(Directions for this task)
Repeat exactly the lines from the start of the records below through the line that contains "A host that", including both.

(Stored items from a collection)

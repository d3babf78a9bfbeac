use glam::{Mat4, Vec2, Vec3};

/// Default eye position in world space.
pub const DEFAULT_POSITION: Vec3 = Vec3::new(0.0, 0.0, 3.0);
/// Default forward axis (looking down -Z in a right-handed, Y-up world).
pub const DEFAULT_FRONT: Vec3 = Vec3::NEG_Z;

// Pitch stops short of ±90° so the forward axis never lines up with
// world up and the view basis stays well-formed.
const PITCH_LIMIT: f32 = 89.0;
const FOV_MIN: f32 = 1.0;
const FOV_MAX: f32 = 45.0;

const DEFAULT_YAW: f32 = -90.0;
const DEFAULT_FOV: f32 = 45.0;
const DEFAULT_MOVE_SPEED: f32 = 2.3;
const DEFAULT_LOOK_SENSITIVITY: f32 = 0.1;

/// First-person fly camera: eye position, yaw/pitch orientation, and a
/// zoomable vertical field of view.
///
/// All fields are private. Orientation is stored as yaw/pitch angles in
/// degrees and the forward axis is recomputed from them on every change,
/// so it can never drift from the angles; pitch stays inside ±89° and the
/// field of view inside [1°, 45°] no matter what deltas arrive. There are
/// no error paths; every input is raw float data and every internal
/// parameter self-clamps.
///
/// Movement takes the frame's elapsed seconds (`dt`) as supplied by the
/// host; sign and magnitude are deliberately not validated. A host that
/// wants a sprint key multiplies `dt` before the call.
#[derive(Debug, Clone)]
pub struct Camera {
    position: Vec3,
    front: Vec3,
    up: Vec3,
    yaw: f32,
    pitch: f32,
    fov: f32,
    move_speed: f32,
    look_sensitivity: f32,
}

impl Default for Camera {
    fn default() -> Self {
        Self {
            position: DEFAULT_POSITION,
            front: DEFAULT_FRONT,
            up: Vec3::Y,
            yaw: DEFAULT_YAW,
            pitch: 0.0,
            fov: DEFAULT_FOV,
            move_speed: DEFAULT_MOVE_SPEED,
            look_sensitivity: DEFAULT_LOOK_SENSITIVITY,
        }
    }
}

impl Camera {
    /// Create a camera at an explicit pose.
    ///
    /// `fov` is clamped to [1°, 45°]. `front` is normalized (a zero-length
    /// direction falls back to [`DEFAULT_FRONT`]) and yaw/pitch are derived
    /// from it, then the stored forward axis is recomputed from those
    /// angles; orientation state is the angles, never the raw vector.
    #[must_use]
    pub fn new(fov: f32, position: Vec3, front: Vec3) -> Self {
        let dir = front.normalize_or(DEFAULT_FRONT);
        let yaw = dir.z.atan2(dir.x).to_degrees();
        let pitch = dir
            .y
            .clamp(-1.0, 1.0)
            .asin()
            .to_degrees()
            .clamp(-PITCH_LIMIT, PITCH_LIMIT);

        Self {
            position,
            front: front_from_angles(yaw, pitch),
            up: Vec3::Y,
            yaw,
            pitch,
            fov: fov.clamp(FOV_MIN, FOV_MAX),
            ..Self::default()
        }
    }

    /// Override the movement speed (world units/second) and look
    /// sensitivity (degrees per input unit). Both are fixed for the
    /// camera's lifetime afterwards.
    #[must_use]
    pub fn with_tuning(mut self, move_speed: f32, look_sensitivity: f32) -> Self {
        self.move_speed = move_speed;
        self.look_sensitivity = look_sensitivity;
        self
    }

    /// Advance along the forward axis by `move_speed * dt`.
    pub fn move_forward(&mut self, dt: f32) {
        self.position += self.front * (self.move_speed * dt);
    }

    /// Retreat along the forward axis by `move_speed * dt`.
    pub fn move_backward(&mut self, dt: f32) {
        self.position -= self.front * (self.move_speed * dt);
    }

    /// Strafe left by `move_speed * dt`.
    pub fn move_left(&mut self, dt: f32) {
        self.position -= self.right_axis() * (self.move_speed * dt);
    }

    /// Strafe right by `move_speed * dt`.
    pub fn move_right(&mut self, dt: f32) {
        self.position += self.right_axis() * (self.move_speed * dt);
    }

    /// Apply a cursor delta (input units, positive y = look up).
    ///
    /// The delta is scaled by the look sensitivity, added to yaw/pitch,
    /// and the forward axis is recomputed. Pitch clamps at ±89°.
    pub fn look(&mut self, delta: Vec2) {
        self.yaw += delta.x * self.look_sensitivity;
        self.pitch = (self.pitch + delta.y * self.look_sensitivity)
            .clamp(-PITCH_LIMIT, PITCH_LIMIT);
        self.front = front_from_angles(self.yaw, self.pitch);
    }

    /// Apply a scroll delta: positive narrows the field of view (zooms
    /// in). The result clamps to [1°, 45°].
    pub fn zoom(&mut self, delta: f32) {
        self.fov = (self.fov - delta).clamp(FOV_MIN, FOV_MAX);
    }

    /// Build the world-to-eye transform from the current pose.
    #[must_use]
    pub fn build_view(&self) -> Mat4 {
        Mat4::look_at_rh(self.position, self.position + self.front, self.up)
    }

    /// Build a perspective projection from the current field of view.
    ///
    /// Uses the OpenGL clip-space convention (NDC z in [-1, 1]). `aspect`
    /// is width/height; the host owns window size and derives it. Near and
    /// far planes are taken as-is; degenerate planes produce a degenerate
    /// matrix, which is the caller's concern.
    #[must_use]
    pub fn build_projection(&self, aspect: f32, znear: f32, zfar: f32) -> Mat4 {
        Mat4::perspective_rh_gl(self.fov.to_radians(), aspect, znear, zfar)
    }

    /// Eye position in world space (needed by lighting code).
    #[must_use]
    pub fn position(&self) -> Vec3 {
        self.position
    }

    /// Unit forward axis.
    #[must_use]
    pub fn front(&self) -> Vec3 {
        self.front
    }

    /// World up reference (fixed; no roll support).
    #[must_use]
    pub fn up(&self) -> Vec3 {
        self.up
    }

    /// Yaw in degrees (unbounded; wraps via trig periodicity).
    #[must_use]
    pub fn yaw(&self) -> f32 {
        self.yaw
    }

    /// Pitch in degrees, always inside [-89, 89].
    #[must_use]
    pub fn pitch(&self) -> f32 {
        self.pitch
    }

    /// Vertical field of view in degrees, always inside [1, 45].
    #[must_use]
    pub fn fov(&self) -> f32 {
        self.fov
    }

    // Derived fresh on every call; front may have changed since the
    // previous frame.
    fn right_axis(&self) -> Vec3 {
        self.front.cross(self.up).normalize()
    }
}

/// Forward axis from yaw/pitch degrees. Yaw = -90° yields (0, 0, -1).
fn front_from_angles(yaw: f32, pitch: f32) -> Vec3 {
    let (yaw, pitch) = (yaw.to_radians(), pitch.to_radians());
    Vec3::new(
        yaw.cos() * pitch.cos(),
        pitch.sin(),
        yaw.sin() * pitch.cos(),
    )
    .normalize()
}

/// GPU uniform staging for the per-frame camera state.
///
/// Both matrices are column-major, ready for upload as-is; the eye
/// position rides along for lighting.
#[repr(C)]
#[derive(Debug, Copy, Clone, bytemuck::Pod, bytemuck::Zeroable)]
pub struct CameraUniform {
    /// World-to-eye transform.
    pub view: [[f32; 4]; 4],
    /// Eye-to-clip transform.
    pub proj: [[f32; 4]; 4],
    /// Camera world-space position.
    pub position: [f32; 3],
    /// Vertical field of view in degrees.
    pub fov: f32,
}

impl Default for CameraUniform {
    fn default() -> Self {
        Self::new()
    }
}

impl CameraUniform {
    /// Create a new camera uniform with identity transforms.
    #[must_use]
    pub fn new() -> Self {
        Self {
            view: Mat4::IDENTITY.to_cols_array_2d(),
            proj: Mat4::IDENTITY.to_cols_array_2d(),
            position: [0.0; 3],
            fov: DEFAULT_FOV,
        }
    }

    /// Refresh every field from the given camera's current state.
    pub fn update(&mut self, camera: &Camera, aspect: f32, znear: f32, zfar: f32) {
        self.view = camera.build_view().to_cols_array_2d();
        self.proj = camera.build_projection(aspect, znear, zfar).to_cols_array_2d();
        self.position = camera.position().to_array();
        self.fov = camera.fov();
    }
}

#[cfg(test)]
mod tests {
    use super::*;
    use glam::Vec4;

    const TOL: f32 = 1e-5;

    #[test]
    fn default_faces_negative_z() {
        let cam = Camera::default();
        assert!((cam.front() - Vec3::NEG_Z).length() < TOL);
        assert_eq!(cam.yaw(), -90.0);
        assert_eq!(cam.pitch(), 0.0);
        assert_eq!(cam.fov(), 45.0);
        assert_eq!(cam.position(), Vec3::new(0.0, 0.0, 3.0));
    }

    #[test]
    fn front_stays_unit_under_look_sequences() {
        let mut cam = Camera::default();
        let deltas = [
            (12.5, -3.0),
            (-400.0, 250.0),
            (0.3, 0.01),
            (5000.0, -5000.0),
            (-0.7, 899.0),
        ];
        for (dx, dy) in deltas {
            cam.look(Vec2::new(dx, dy));
            assert!((cam.front().length() - 1.0).abs() < TOL);
        }
    }

    #[test]
    fn pitch_clamps_at_the_poles() {
        let mut cam = Camera::default();
        for _ in 0..50 {
            cam.look(Vec2::new(0.0, 100.0));
        }
        assert_eq!(cam.pitch(), 89.0);

        for _ in 0..100 {
            cam.look(Vec2::new(0.0, -100.0));
        }
        assert_eq!(cam.pitch(), -89.0);
        assert!((cam.front().length() - 1.0).abs() < TOL);
    }

    #[test]
    fn fov_clamps_to_range() {
        let mut cam = Camera::default();
        cam.zoom(1000.0);
        assert_eq!(cam.fov(), 1.0);
        cam.zoom(-1000.0);
        assert_eq!(cam.fov(), 45.0);
        cam.zoom(5.0);
        assert_eq!(cam.fov(), 40.0);
    }

    #[test]
    fn forward_then_backward_returns_home() {
        let mut cam = Camera::default();
        cam.look(Vec2::new(123.0, 45.0));
        let start = cam.position();
        cam.move_forward(0.75);
        cam.move_backward(0.75);
        assert!((cam.position() - start).length() < TOL);
    }

    #[test]
    fn strafe_is_orthogonal_to_basis() {
        let mut cam = Camera::default();
        cam.look(Vec2::new(31.0, -14.0));
        let before = cam.position();
        cam.move_right(0.5);
        let displacement = cam.position() - before;
        assert!(displacement.dot(cam.front()).abs() < TOL);
        assert!(displacement.dot(cam.up()).abs() < TOL);
    }

    #[test]
    fn view_maps_eye_to_origin() {
        let mut cam = Camera::default();
        cam.look(Vec2::new(200.0, -100.0));
        cam.move_left(1.3);
        let eye = cam.build_view() * cam.position().extend(1.0);
        assert!(eye.truncate().length() < 1e-4);
        assert!((eye.w - 1.0).abs() < TOL);
    }

    #[test]
    fn projection_hits_gl_clip_planes() {
        let cam = Camera::default();
        let proj = cam.build_projection(1.0, 0.1, 100.0);

        let near = proj * Vec4::new(0.0, 0.0, -0.1, 1.0);
        assert!((near.z / near.w + 1.0).abs() < 1e-4);

        let far = proj * Vec4::new(0.0, 0.0, -100.0, 1.0);
        assert!((far.z / far.w - 1.0).abs() < 1e-4);
    }

    #[test]
    fn default_view_is_look_at_toward_negative_z() {
        let mut cam = Camera::default();
        cam.look(Vec2::ZERO);

        let expected = Mat4::look_at_rh(
            Vec3::new(0.0, 0.0, 3.0),
            Vec3::new(0.0, 0.0, 2.0),
            Vec3::Y,
        );
        assert!(cam.build_view().abs_diff_eq(expected, 1e-6));

        cam.move_forward(1.0);
        assert!((cam.position() - Vec3::new(0.0, 0.0, 3.0 - 2.3)).length() < TOL);
    }

    #[test]
    fn explicit_front_derives_angles() {
        let cam = Camera::new(
            30.0,
            Vec3::new(1.0, 2.0, 3.0),
            Vec3::new(0.0, 0.0, -5.0),
        );
        assert!((cam.front() - Vec3::NEG_Z).length() < TOL);
        assert!((cam.yaw() - -90.0).abs() < 1e-3);
        assert_eq!(cam.pitch(), 0.0);
        assert_eq!(cam.fov(), 30.0);
        assert_eq!(cam.position(), Vec3::new(1.0, 2.0, 3.0));
    }

    #[test]
    fn degenerate_front_falls_back_to_default() {
        let cam = Camera::new(45.0, Vec3::ZERO, Vec3::ZERO);
        assert!((cam.front() - Vec3::NEG_Z).length() < TOL);
    }

    #[test]
    fn steep_initial_front_respects_pitch_clamp() {
        let cam = Camera::new(45.0, Vec3::ZERO, Vec3::Y);
        assert_eq!(cam.pitch(), 89.0);
        assert!((cam.front().length() - 1.0).abs() < TOL);
    }

    #[test]
    fn constructor_clamps_fov() {
        assert_eq!(Camera::new(0.2, Vec3::ZERO, Vec3::NEG_Z).fov(), 1.0);
        assert_eq!(Camera::new(120.0, Vec3::ZERO, Vec3::NEG_Z).fov(), 45.0);
    }

    #[test]
    fn uniform_packs_current_state() {
        let mut cam = Camera::default();
        cam.look(Vec2::new(57.0, 19.0));
        cam.move_right(2.0);

        let mut uniform = CameraUniform::new();
        uniform.update(&cam, 1.6, 0.1, 100.0);

        assert_eq!(uniform.view, cam.build_view().to_cols_array_2d());
        assert_eq!(
            uniform.proj,
            cam.build_projection(1.6, 0.1, 100.0).to_cols_array_2d()
        );
        assert_eq!(uniform.position, cam.position().to_array());
        assert_eq!(uniform.fov, cam.fov());
    }
}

(Expected output)
repository d3babf78a9bfbeac
use glam::{Mat4, Vec2, Vec3};

/// Default eye position in world space.
pub const DEFAULT_POSITION: Vec3 = Vec3::new(0.0, 0.0, 3.0);
/// Default forward axis (looking down -Z in a right-handed, Y-up world).
pub const DEFAULT_FRONT: Vec3 = Vec3::NEG_Z;

// Pitch stops short of ±90° so the forward axis never lines up with
// world up and the view basis stays well-formed.
const PITCH_LIMIT: f32 = 89.0;
const FOV_MIN: f32 = 1.0;
const FOV_MAX: f32 = 45.0;

const DEFAULT_YAW: f32 = -90.0;
const DEFAULT_FOV: f32 = 45.0;
const DEFAULT_MOVE_SPEED: f32 = 2.3;
const DEFAULT_LOOK_SENSITIVITY: f32 = 0.1;

/// First-person fly camera: eye position, yaw/pitch orientation, and a
/// zoomable vertical field of view.
///
/// All fields are private. Orientation is stored as yaw/pitch angles in
/// degrees and the forward axis is recomputed from them on every change,
/// so it can never drift from the angles; pitch stays inside ±89° and the
/// field of view inside [1°, 45°] no matter what deltas arrive. There are
/// no error paths; every input is raw float data and every internal
/// parameter self-clamps.
///
/// Movement takes the frame's elapsed seconds (`dt`) as supplied by the
/// host; sign and magnitude are deliberately not validated. A host that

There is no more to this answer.